## [Instructions for the task]
Line by line, repeat the material below without any deviation.

## [Source records]

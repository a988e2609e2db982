pub mod config;
pub mod control_system;
pub mod detection;
pub mod error;
pub mod flow_analyzer;
pub mod global_variables;
pub mod monitoring;
pub mod shared_data;
pub mod simulation_engine;
pub mod storage;

pub use config::SimulationConfig;
pub use control_system::coordination::{CoordinationEngine, CoordinationStrategy, StrategyKind};
pub use control_system::phase_controller::PhaseController;
pub use error::{CoordinationError, Result};
pub use flow_analyzer::metrics::NetworkMetrics;
pub use simulation_engine::grid::IntersectionGrid;
pub use simulation_engine::intersection::{
    IntersectionId, IntersectionNode, IntersectionUpdate, LightState, Phase, SignalState,
};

## [Solved problem]
repository a988e2609e2db982
pub mod config;
pub mod control_system;
pub mod detection;
pub mod error;
pub mod flow_analyzer;
pub mod global_variables;
pub mod monitoring;
pub mod shared_data;
pub mod simulation_engine;
pub mod storage;

pub use config::SimulationConfig;
pub use control_system::coordination::{CoordinationEngine, CoordinationStrategy, StrategyKind};
pub use control_system::phase_controller::PhaseController;
pub use error::{CoordinationError, Result};
pub use flow_analyzer::metrics::NetworkMetrics;
pub use simulation_engine::grid::IntersectionGrid;
pub use simulation_engine::intersection::{
    IntersectionId, IntersectionNode, IntersectionUpdate, LightState, Phase, SignalState,
};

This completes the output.